Exercise instructions: Report each line from the data below that holds the word "task".

##### Dataset records

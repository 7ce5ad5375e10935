//! # 과정(Course) 모델
//!
//! 과정은 (학년, 반, 근무조, 전공) 조합으로 식별됩니다.
//!
//! ## 규칙
//! - 학년(year)은 1~6
//! - 3학년 이상은 전공(especialidadId)이 필수, 3학년 미만은 항상 null
//! - 과정 이름(name)은 직접 입력하지 않고 위 값들로부터 만들어집니다
//!   (관계형 저장소에서는 SQL 트리거, 로컬 저장소에서는 `course_display_name`)

use std::{fmt, str::FromStr};

use serde::{Deserialize, Serialize};

use crate::error::AppError;

/// 전공이 필요한 최소 학년
pub const ESPECIALIDAD_FROM_YEAR: u32 = 3;

/// 근무조: 오전(Mañana) / 오후(Tarde)
#[derive(Debug, Clone, Copy, PartialEq, Eq, Hash, Serialize, Deserialize)]
pub enum Turno {
    #[serde(rename = "Mañana")]
    Manana,
    #[serde(rename = "Tarde")]
    Tarde,
}

impl Turno {
    pub fn as_str(&self) -> &'static str {
        match self {
            Turno::Manana => "Mañana",
            Turno::Tarde => "Tarde",
        }
    }
}

impl fmt::Display for Turno {
    fn fmt(&self, f: &mut fmt::Formatter<'_>) -> fmt::Result {
        f.write_str(self.as_str())
    }
}

impl FromStr for Turno {
    type Err = AppError;

    fn from_str(s: &str) -> Result<Self, Self::Err> {
        match s {
            "Mañana" => Ok(Turno::Manana),
            "Tarde" => Ok(Turno::Tarde),
            other => Err(AppError::Internal(format!("unknown turno: {}", other))),
        }
    }
}

/// 과정 엔티티: `courses` 테이블 / `libro_temas_courses` 키
#[derive(Debug, Clone, Serialize, Deserialize, PartialEq)]
#[serde(rename_all = "camelCase")]
pub struct Course {
    pub id: String,
    /// 표시용 이름 (예: "3° 2ª - Tarde - Informática")
    pub name: String,
    pub year: u32,
    pub division: u32,
    pub turno: Turno,
    pub especialidad_id: Option<String>,
    pub created_at: String,
}

/// 과정의 자연키: 중복 검사에 사용합니다.
#[derive(Debug, Clone, PartialEq, Eq, Hash)]
pub struct CourseKey {
    pub year: u32,
    pub division: u32,
    pub turno: Turno,
    pub especialidad_id: Option<String>,
}

impl Course {
    pub fn key(&self) -> CourseKey {
        CourseKey {
            year: self.year,
            division: self.division,
            turno: self.turno,
            especialidad_id: self.especialidad_id.clone(),
        }
    }
}

/// 과정 생성 요청: `POST /api/v1/courses`
///
/// `especialidad_id`는 빈 문자열도 "없음"으로 취급합니다 (폼의 미선택 값).
#[derive(Debug, Clone, Deserialize)]
#[serde(rename_all = "camelCase")]
pub struct NewCourse {
    pub year: u32,
    pub division: u32,
    pub turno: Turno,
    #[serde(default)]
    pub especialidad_id: Option<String>,
}

impl NewCourse {
    pub fn key(&self) -> CourseKey {
        CourseKey {
            year: self.year,
            division: self.division,
            turno: self.turno,
            especialidad_id: self.especialidad_id.clone(),
        }
    }
}

/// 과정 수정 요청: `PATCH /api/v1/courses/{id}`
///
/// 병합 후 학년이 3 미만이면 전공은 항상 null이 됩니다.
#[derive(Debug, Clone, Default, Deserialize)]
#[serde(rename_all = "camelCase")]
pub struct CoursePatch {
    pub year: Option<u32>,
    pub division: Option<u32>,
    pub turno: Option<Turno>,
    pub especialidad_id: Option<String>,
}

impl CoursePatch {
    /// 기존 과정에 변경 사항을 합쳐 정규화 전의 입력값을 만듭니다.
    pub fn merge_into(&self, current: &Course) -> NewCourse {
        NewCourse {
            year: self.year.unwrap_or(current.year),
            division: self.division.unwrap_or(current.division),
            turno: self.turno.unwrap_or(current.turno),
            especialidad_id: self
                .especialidad_id
                .clone()
                .or_else(|| current.especialidad_id.clone()),
        }
    }
}

/// 과정 표시 이름을 만듭니다.
///
/// `migrations/`의 트리거와 같은 문자열을 만들어야 합니다.
pub fn course_display_name(
    year: u32,
    division: u32,
    turno: Turno,
    especialidad_name: Option<&str>,
) -> String {
    let mut name = format!("{}° {}ª - {}", year, division, turno);
    if let Some(especialidad) = especialidad_name {
        name.push_str(" - ");
        name.push_str(especialidad);
    }
    name
}

#[cfg(test)]
mod tests {
    use super::*;

    #[test]
    fn display_name_without_especialidad() {
        assert_eq!(course_display_name(1, 2, Turno::Manana, None), "1° 2ª - Mañana");
    }

    #[test]
    fn display_name_with_especialidad() {
        assert_eq!(
            course_display_name(4, 1, Turno::Tarde, Some("Informática")),
            "4° 1ª - Tarde - Informática"
        );
    }

    #[test]
    fn turno_uses_spanish_wire_names() {
        assert_eq!(serde_json::to_string(&Turno::Manana).unwrap(), "\"Mañana\"");
        assert_eq!("Tarde".parse::<Turno>().unwrap(), Turno::Tarde);
    }

    #[test]
    fn patch_keeps_untouched_fields() {
        let course = Course {
            id: "c1".into(),
            name: "3° 1ª - Mañana - Química".into(),
            year: 3,
            division: 1,
            turno: Turno::Manana,
            especialidad_id: Some("e1".into()),
            created_at: "2026-01-01T00:00:00.000Z".into(),
        };
        let merged = CoursePatch {
            division: Some(2),
            ..Default::default()
        }
        .merge_into(&course);
        assert_eq!(merged.year, 3);
        assert_eq!(merged.division, 2);
        assert_eq!(merged.especialidad_id.as_deref(), Some("e1"));
    }
}
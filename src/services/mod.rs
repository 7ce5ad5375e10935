//! # 서비스 계층
//!
//! 라우트 핸들러와 저장소 사이의 업무 규칙을 모아둔 모듈입니다.
//!
//! - `auth`: 비밀번호 해싱, 로그인/로그아웃, 사용자 생성/수정
//! - `guards`: 입력 검증과 자연키 중복 검사
//! - `sync`: 과정-과목, 교사-할당 동기화
//! - `verification`: 수업 기록, 교사/교장 검증, 대시보드 조회
//! - `export`: 기록부 xlsx 내보내기

pub mod auth;
pub mod export;
pub mod guards;
pub mod sync;
pub mod verification;
//! # 수업 기록부 쿼리
//!
//! 기록부 한 건은 `logbooks` 한 행과 `class_sessions` 여러 행으로 저장됩니다.
//! 수업 순서는 `position` 컬럼이 유지하고, 교장 검증 정보는 JSON 텍스트로 저장합니다.
//!
//! ## 저장 흐름 (`save_logbook`)
//! ```text
//! ID 또는 (교사, 과목, 과정)으로 기존 행 찾기
//!   ├─ 있음 → updated_at 갱신(MAX), 교장 검증 보존, 수업 전부 삭제 후 다시 삽입
//!   └─ 없음 → 새 행 삽입, 수업 삽입
//! ```
//! 한 트랜잭션 안에서 실행되므로 수업 목록이 반쯤 바뀐 상태는 보이지 않습니다.
//!
//! 수업 한 건의 추가/변경(`append_session`, `update_session`)은 해당 `class_sessions`
//! 행만 건드립니다. 모든 쓰기 트랜잭션은 `logbooks` 행에 대한 UPDATE로 시작해서
//! 처음부터 쓰기 잠금을 잡습니다. 읽기 잠금에서 쓰기 잠금으로 올리다가
//! `SQLITE_BUSY`로 실패하는 경우가 없고, 같은 기록부에 대한 쓰기는 차례로 실행됩니다.

use std::collections::HashMap;

use crate::error::AppError;
use chrono::NaiveDate;

use crate::models::{
    now_iso, ClassSession, DirectorVerification, Logbook, NewSession, SessionChange,
};
use sqlx::{Executor, Sqlite, SqlitePool, Transaction};

#[derive(Debug, sqlx::FromRow)]
pub struct LogbookRow {
    pub id: String,
    pub teacher_id: String,
    pub subject_id: String,
    pub course_id: String,
    pub created_at: String,
    pub updated_at: String,
}

#[derive(Debug, sqlx::FromRow)]
pub struct SessionRow {
    pub id: String,
    pub logbook_id: String,
    pub day: u32,
    pub month: u32,
    pub class_number: u32,
    pub class_character: String,
    pub content: String,
    pub task: String,
    pub teacher_verification: bool,
    pub observations: String,
    pub director_verification: Option<String>,
    pub created_at: String,
}

impl TryFrom<SessionRow> for ClassSession {
    type Error = AppError;

    fn try_from(row: SessionRow) -> Result<Self, Self::Error> {
        let director_verification = row
            .director_verification
            .as_deref()
            .map(serde_json::from_str::<DirectorVerification>)
            .transpose()?;

        Ok(ClassSession {
            id: row.id,
            day: row.day,
            month: row.month,
            class_number: row.class_number,
            class_character: row.class_character.parse()?,
            content: row.content,
            task: row.task,
            teacher_verification: row.teacher_verification,
            observations: row.observations,
            director_verification,
            created_at: row.created_at,
        })
    }
}

fn assemble(row: LogbookRow, sessions: Vec<ClassSession>) -> Logbook {
    Logbook {
        id: row.id,
        teacher_id: row.teacher_id,
        subject_id: row.subject_id,
        course_id: row.course_id,
        sessions,
        created_at: row.created_at,
        updated_at: row.updated_at,
    }
}

const SESSION_COLUMNS: &str = r#"
    SELECT id, logbook_id, day, month, class_number, class_character, content, task,
           teacher_verification, observations, director_verification, created_at
    FROM class_sessions
"#;

async fn sessions_of<'e, E>(executor: E, logbook_id: &str) -> Result<Vec<ClassSession>, AppError>
where
    E: Executor<'e, Database = Sqlite>,
{
    let sql = format!("{} WHERE logbook_id = ? ORDER BY position", SESSION_COLUMNS);
    let rows = sqlx::query_as::<_, SessionRow>(&sql)
        .bind(logbook_id)
        .fetch_all(executor)
        .await?;

    rows.into_iter().map(ClassSession::try_from).collect()
}

pub async fn list_logbooks(pool: &SqlitePool) -> Result<Vec<Logbook>, AppError> {
    let rows = sqlx::query_as::<_, LogbookRow>(
        r#"
        SELECT id, teacher_id, subject_id, course_id, created_at, updated_at
        FROM logbooks
        ORDER BY created_at, id
        "#,
    )
    .fetch_all(pool)
    .await?;

    let sql = format!("{} ORDER BY logbook_id, position", SESSION_COLUMNS);
    let session_rows = sqlx::query_as::<_, SessionRow>(&sql)
        .fetch_all(pool)
        .await?;

    let mut by_logbook: HashMap<String, Vec<ClassSession>> = HashMap::new();
    for row in session_rows {
        let logbook_id = row.logbook_id.clone();
        by_logbook
            .entry(logbook_id)
            .or_default()
            .push(ClassSession::try_from(row)?);
    }

    Ok(rows
        .into_iter()
        .map(|row| {
            let sessions = by_logbook.remove(&row.id).unwrap_or_default();
            assemble(row, sessions)
        })
        .collect())
}

pub async fn get_logbook(pool: &SqlitePool, id: &str) -> Result<Option<Logbook>, AppError> {
    let row = sqlx::query_as::<_, LogbookRow>(
        r#"
        SELECT id, teacher_id, subject_id, course_id, created_at, updated_at
        FROM logbooks
        WHERE id = ?
        "#,
    )
    .bind(id)
    .fetch_optional(pool)
    .await?;

    match row {
        Some(row) => {
            let sessions = sessions_of(pool, &row.id).await?;
            Ok(Some(assemble(row, sessions)))
        }
        None => Ok(None),
    }
}

pub async fn find_by_assignment(
    pool: &SqlitePool,
    teacher_id: &str,
    subject_id: &str,
    course_id: &str,
) -> Result<Option<Logbook>, AppError> {
    let id = sqlx::query_as::<_, (String,)>(
        r#"
        SELECT id FROM logbooks
        WHERE teacher_id = ? AND subject_id = ? AND course_id = ?
        "#,
    )
    .bind(teacher_id)
    .bind(subject_id)
    .bind(course_id)
    .fetch_optional(pool)
    .await?;

    match id {
        Some((id,)) => get_logbook(pool, &id).await,
        None => Ok(None),
    }
}

async fn insert_session(
    tx: &mut Transaction<'_, Sqlite>,
    logbook_id: &str,
    position: usize,
    session: &ClassSession,
) -> Result<(), AppError> {
    let director_verification = session
        .director_verification
        .as_ref()
        .map(serde_json::to_string)
        .transpose()?;

    sqlx::query(
        r#"
        INSERT INTO class_sessions (
            id, logbook_id, position, day, month, class_number, class_character,
            content, task, teacher_verification, observations, director_verification,
            created_at
        )
        VALUES (?, ?, ?, ?, ?, ?, ?, ?, ?, ?, ?, ?, ?)
        "#,
    )
    .bind(&session.id)
    .bind(logbook_id)
    .bind(position as i64)
    .bind(session.day)
    .bind(session.month)
    .bind(session.class_number)
    .bind(session.class_character.as_str())
    .bind(&session.content)
    .bind(&session.task)
    .bind(session.teacher_verification)
    .bind(&session.observations)
    .bind(director_verification)
    .bind(&session.created_at)
    .execute(&mut **tx)
    .await
    .map_err(|e| AppError::from_write(e, "Clase duplicada"))?;
    Ok(())
}

async fn insert_sessions(
    tx: &mut Transaction<'_, Sqlite>,
    logbook_id: &str,
    sessions: &[ClassSession],
) -> Result<(), AppError> {
    for (position, session) in sessions.iter().enumerate() {
        insert_session(tx, logbook_id, position, session).await?;
    }
    Ok(())
}

/// 기록부를 삽입하거나 수업 목록을 통째로 바꿉니다. 저장된 ID를 반환합니다.
pub async fn save_logbook(pool: &SqlitePool, logbook: &Logbook) -> Result<String, AppError> {
    let mut tx = pool.begin().await?;
    let now = now_iso();

    sqlx::query(
        r#"
        UPDATE logbooks SET updated_at = MAX(updated_at, ?)
        WHERE id = ? OR (teacher_id = ? AND subject_id = ? AND course_id = ?)
        "#,
    )
    .bind(&now)
    .bind(&logbook.id)
    .bind(&logbook.teacher_id)
    .bind(&logbook.subject_id)
    .bind(&logbook.course_id)
    .execute(&mut *tx)
    .await?;

    let existing = sqlx::query_as::<_, (String,)>(
        r#"
        SELECT id FROM logbooks
        WHERE id = ? OR (teacher_id = ? AND subject_id = ? AND course_id = ?)
        ORDER BY id = ? DESC
        LIMIT 1
        "#,
    )
    .bind(&logbook.id)
    .bind(&logbook.teacher_id)
    .bind(&logbook.subject_id)
    .bind(&logbook.course_id)
    .bind(&logbook.id)
    .fetch_optional(&mut *tx)
    .await?;

    let mut incoming = logbook.clone();
    let id = match existing {
        Some((id,)) => {
            let stored = sessions_of(&mut *tx, &id).await?;
            incoming.keep_director_sign_offs(&stored);

            sqlx::query("DELETE FROM class_sessions WHERE logbook_id = ?")
                .bind(&id)
                .execute(&mut *tx)
                .await?;
            id
        }
        None => {
            let id = if logbook.id.is_empty() {
                crate::models::new_id()
            } else {
                logbook.id.clone()
            };
            let created_at = if logbook.created_at.is_empty() {
                now.clone()
            } else {
                logbook.created_at.clone()
            };
            sqlx::query(
                r#"
                INSERT INTO logbooks (id, teacher_id, subject_id, course_id, created_at, updated_at)
                VALUES (?, ?, ?, ?, ?, ?)
                "#,
            )
            .bind(&id)
            .bind(&logbook.teacher_id)
            .bind(&logbook.subject_id)
            .bind(&logbook.course_id)
            .bind(&created_at)
            .bind(&now)
            .execute(&mut *tx)
            .await
            .map_err(|e| AppError::from_write(e, "El libro de temas ya existe"))?;
            id
        }
    };

    insert_sessions(&mut tx, &id, &incoming.sessions).await?;
    tx.commit().await?;

    Ok(id)
}

/// 쓰기 잠금을 먼저 잡고 트랜잭션 안에서 기록부를 읽습니다.
///
/// `touch`가 `true`면 `updated_at`을 지금 시각으로 올립니다(줄어들지는 않음).
async fn lock_logbook(
    tx: &mut Transaction<'_, Sqlite>,
    logbook_id: &str,
    touch: bool,
) -> Result<Logbook, AppError> {
    let now = now_iso();
    let touched = sqlx::query(
        r#"
        UPDATE logbooks
        SET updated_at = CASE WHEN ? THEN MAX(updated_at, ?) ELSE updated_at END
        WHERE id = ?
        "#,
    )
    .bind(touch)
    .bind(&now)
    .bind(logbook_id)
    .execute(&mut **tx)
    .await?;
    if touched.rows_affected() == 0 {
        return Err(AppError::NotFound("Libro de temas".to_string()));
    }

    let row = sqlx::query_as::<_, LogbookRow>(
        r#"
        SELECT id, teacher_id, subject_id, course_id, created_at, updated_at
        FROM logbooks
        WHERE id = ?
        "#,
    )
    .bind(logbook_id)
    .fetch_one(&mut **tx)
    .await?;
    let sessions = sessions_of(&mut **tx, logbook_id).await?;
    Ok(assemble(row, sessions))
}

/// 수업 한 건을 기록부 끝에 추가합니다. 새 `class_sessions` 행 하나만 삽입합니다.
pub async fn append_session(
    pool: &SqlitePool,
    logbook_id: &str,
    input: NewSession,
    today: NaiveDate,
) -> Result<ClassSession, AppError> {
    let mut tx = pool.begin().await?;
    let mut logbook = lock_logbook(&mut tx, logbook_id, true).await?;

    let position = logbook.sessions.len();
    let session = logbook.append_session(input, today)?;
    insert_session(&mut tx, logbook_id, position, &session).await?;
    tx.commit().await?;

    Ok(session)
}

/// 수업 한 건에 변경을 적용합니다. 바뀐 값이 없으면 쓰지 않고 롤백합니다.
pub async fn update_session(
    pool: &SqlitePool,
    logbook_id: &str,
    session_id: &str,
    change: &SessionChange,
) -> Result<(ClassSession, bool), AppError> {
    let mut tx = pool.begin().await?;
    let mut logbook = lock_logbook(&mut tx, logbook_id, false).await?;

    let session = logbook
        .session_mut(session_id)
        .ok_or_else(|| AppError::NotFound("Clase".to_string()))?;
    if !change.apply(session) {
        return Ok((session.clone(), false));
    }
    let session = session.clone();

    let director_verification = session
        .director_verification
        .as_ref()
        .map(serde_json::to_string)
        .transpose()?;
    sqlx::query(
        r#"
        UPDATE class_sessions
        SET teacher_verification = ?, director_verification = ?
        WHERE id = ? AND logbook_id = ?
        "#,
    )
    .bind(session.teacher_verification)
    .bind(director_verification)
    .bind(session_id)
    .bind(logbook_id)
    .execute(&mut *tx)
    .await?;
    sqlx::query("UPDATE logbooks SET updated_at = MAX(updated_at, ?) WHERE id = ?")
        .bind(now_iso())
        .bind(logbook_id)
        .execute(&mut *tx)
        .await?;
    tx.commit().await?;

    Ok((session, true))
}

##########

Response:
    pub task: String,
            task: row.task,
    SELECT id, logbook_id, day, month, class_number, class_character, content, task,
            content, task, teacher_verification, observations, director_verification,
    .bind(&session.task)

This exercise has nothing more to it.